Com as devidas vênias, pensamos não ser possível construir essa equiparação entre desistência recursal e renúncia ao direito material, a partir do texto do Ricarf, e para isso justificamos os pontos críticos, com o objetivo de evitar confusão dos institutos processuais e, quem sabe, reverter a consolidação de uma prática administrativa que vem induzindo insegurança.
a)
Diferença entre i) desistência da ação e desistência
recursal; ii) renúncia ao direito sobre o qual se funda a ação
e renúncia recursal. Ausência de efeito substitutivo na desistência ou renúncia
recursal
Não há
dúvidas sobre as diferenças entre desistência da ação e renúncia ao direito
sobre o qual se funda a ação: a primeira produz julgamento sem resolução de
mérito, dependendo da anuência do réu caso já oferecida contestação (CPC,
artigo 485, VIII e § 4º), salvo no caso do artigo 1.040, § 3º, do CPC, não
fazendo coisa julgada material e, portanto, permitindo a repropositura da ação;
a segunda produz julgamento de mérito, não dependendo da anuência do réu (CPC,
artigo 487, III, “c”), impedindo a repropositura da ação (pressuposto
processual negativo). Tratam-se, portanto, de institutos que se diferenciam a
partir dos efeitos (materiais e processuais) que produzem na coisa
julgada (formal ou material).
Desistência
e renúncia da ação, contudo, não se confundem com desistência e
renúncia do recurso, tais quais previstas nos artigos 998 e 999 do
CPC [10], e aqui
se encontra o primeiro problema de premissa na conclusão do artigo de Carlos
Daniel, ora criticada. Por um lado, só se cabe falar em desistência da ação até
a prolação de sentença, nos termos do artigo 485, § 5º, do CPC, sendo que, após
a contestação, o autor da ação somente pode desistir da sua pretensão mediante
anuência do réu. Outra coisa absolutamente distinta se passa com a desistência
do recurso, prevista no artigo 998 do CPC, a qual pode se dar pelo recorrente
(tanto faz se autor ou réu da ação), independentemente da anuência do recorrido.
Ou seja,
trata-se de ato de disposição unilateral do recorrente que,
exatamente por não afetar o direito de ação, independe de anuência do
recorrido, até porque o recorrente pode ser o próprio réu. Nessa situação, a
desistência do recurso produz efeitos imediatos (direito potestativo), não
dependendo sequer de homologação pelo tribunal, não implicando extinção do
processo sem resolução de mérito e, por isso mesmo, não havendo que se falar em
efeito substitutivo, tal qual previsto no artigo 1.008 do CPC [11].

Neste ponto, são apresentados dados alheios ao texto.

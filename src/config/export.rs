//! README export configuration

use serde::Deserialize;
use std::path::PathBuf;

use super::error::ValidationError;

/// README export configuration
#[derive(Debug, Clone, Deserialize)]
pub struct ExportConfig {
    /// Directory the README.md is written to
    #[serde(default = "default_output_dir")]
    pub output_dir: String,
}

impl ExportConfig {
    /// Get the output directory as a path
    pub fn output_path(&self) -> PathBuf {
        PathBuf::from(&self.output_dir)
    }

    /// Validate export configuration
    pub fn validate(&self) -> Result<(), ValidationError> {
        if self.output_dir.trim().is_empty() {
            return Err(ValidationError::EmptyOutputDir);
        }
        Ok(())
    }
}

impl Default for ExportConfig {
    fn default() -> Self {
        Self {
            output_dir: default_output_dir(),
        }
    }
}

fn default_output_dir() -> String {
    ".".to_string()
}
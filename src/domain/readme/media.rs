//! MediaReference value object - An attached-media pair for the document.

use serde::{Deserialize, Serialize};

use crate::domain::foundation::ValidationError;

/// A reference to an uploaded media resource: display name plus a
/// dereferenceable locator.
///
/// The pair is set together and cleared together. Construction rejects
/// blank fields, so a half-set reference cannot be represented; absence is
/// expressed as `Option<MediaReference>::None` on the document. Locator
/// reachability is never validated here.
#[derive(Debug, Clone, PartialEq, Eq, Serialize, Deserialize)]
pub struct MediaReference {
    file_name: String,
    file_url: String,
}

impl MediaReference {
    /// Creates a media reference, rejecting blank names or locators.
    pub fn new(
        file_name: impl Into<String>,
        file_url: impl Into<String>,
    ) -> Result<Self, ValidationError> {
        let file_name = file_name.into();
        let file_url = file_url.into();

        if file_name.trim().is_empty() {
            return Err(ValidationError::empty_field("file_name"));
        }
        if file_url.trim().is_empty() {
            return Err(ValidationError::empty_field("file_url"));
        }

        Ok(Self { file_name, file_url })
    }

    /// Returns the display file name (used as image alt text).
    pub fn file_name(&self) -> &str {
        &self.file_name
    }

    /// Returns the resource locator.
    pub fn file_url(&self) -> &str {
        &self.file_url
    }
}
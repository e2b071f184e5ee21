//! Ports - Interfaces for external dependencies.
//!
//! Following hexagonal architecture, ports define the contracts between
//! the domain and the outside world. Adapters implement these ports.
//!
//! - `TextGenerator` - Generative-text provider boundary
//! - `MarkdownComposer` - Document-to-Markdown projection
//! - `ReadmeWriter` - Persistence of the exported artifact
//! - `ProjectScanner` - Directory tree rendering for the structure section

mod markdown_composer;
mod project_scanner;
mod readme_writer;
mod text_generator;

pub use markdown_composer::MarkdownComposer;
pub use project_scanner::{ProjectScanner, ScanError};
pub use readme_writer::{
    ExportedReadme, ReadmeWriter, StoredReadme, WriteError, README_CONTENT_TYPE, README_FILENAME,
};
pub use text_generator::{
    GeneratedText, GenerationError, GenerationRequest, GeneratorInfo, TextGenerator,
};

Desiste-se do recurso, mantem-se intacta a sentença nos termos em que
prolatada.
É lição
comum que o efeito substitutivo dos recursos opera nos limites do efeito
devolutivo, aos capítulos efetivamente enfrentados na causa, pressupondo,
portanto, recebimento e apreciação do mérito recursal. De modo que,
não há efeito substitutivo no caso de não conhecimento do recurso, como se dá
na hipótese de desistência recursal.
O artigo
999 do CPC, por sua vez, ao se referir a “renúncia ao direito de
recorrer”, não se equipara à renúncia do direito material sobre o qual se
funda a ação, prevista no artigo 487, III, c, do CPC, tratando, em verdade, de
manifestação unilateral da parte sucumbente (autor ou réu da ação), antes
de interposto o seu recurso.
Em outras
palavras, caso já interposto o recurso, é possível sua desistência pelo
recorrente; caso ainda não interposto o recurso, é possível sua renúncia pelo
sucumbente, tratando-se, em ambos os casos, de direito potestativo da parte
recorrente/sucumbente, ou seja, fato extintivo do direito de recorrer,
portanto, não dependente de anuência da outra parte.
Por maior
razão, não há que se falar em efeito substitutivo na renúncia ao direito de
recorrer, já que, neste caso, sequer há recurso interposto. Na renúncia ao
direito de recorrer, demonstra-se desinteresse na revisibilidade do conteúdo da
sentença, ou seja, o vencido aceita a decisão judicial e não pretende modificar
sua condição no processo, a de vencido.
Em caso
emblemático envolvendo o tema, assim decidiu o STJ: “A desistência do
recurso ou a renúncia ao prazo recursal determina, em regra, o trânsito
em julgado da decisão impugnada, se não houver, vale registrar, recurso
pendente de julgamento da outra parte” (REsp 1.344.716 –
grifos nossos) [12].
Em resumo,
desistência do recurso e renúncia ao direito de recorrer não se confundem com
desistência da ação e renúncia ao direito sobre o qual se funda a ação, estes
sim institutos que afetam a esfera patrimonial de direitos disponíveis da
parte ex adversa e, por isso mesmo, possuem efeitos
específicos no CPC, sobretudo no que diz respeito à coisa julgada.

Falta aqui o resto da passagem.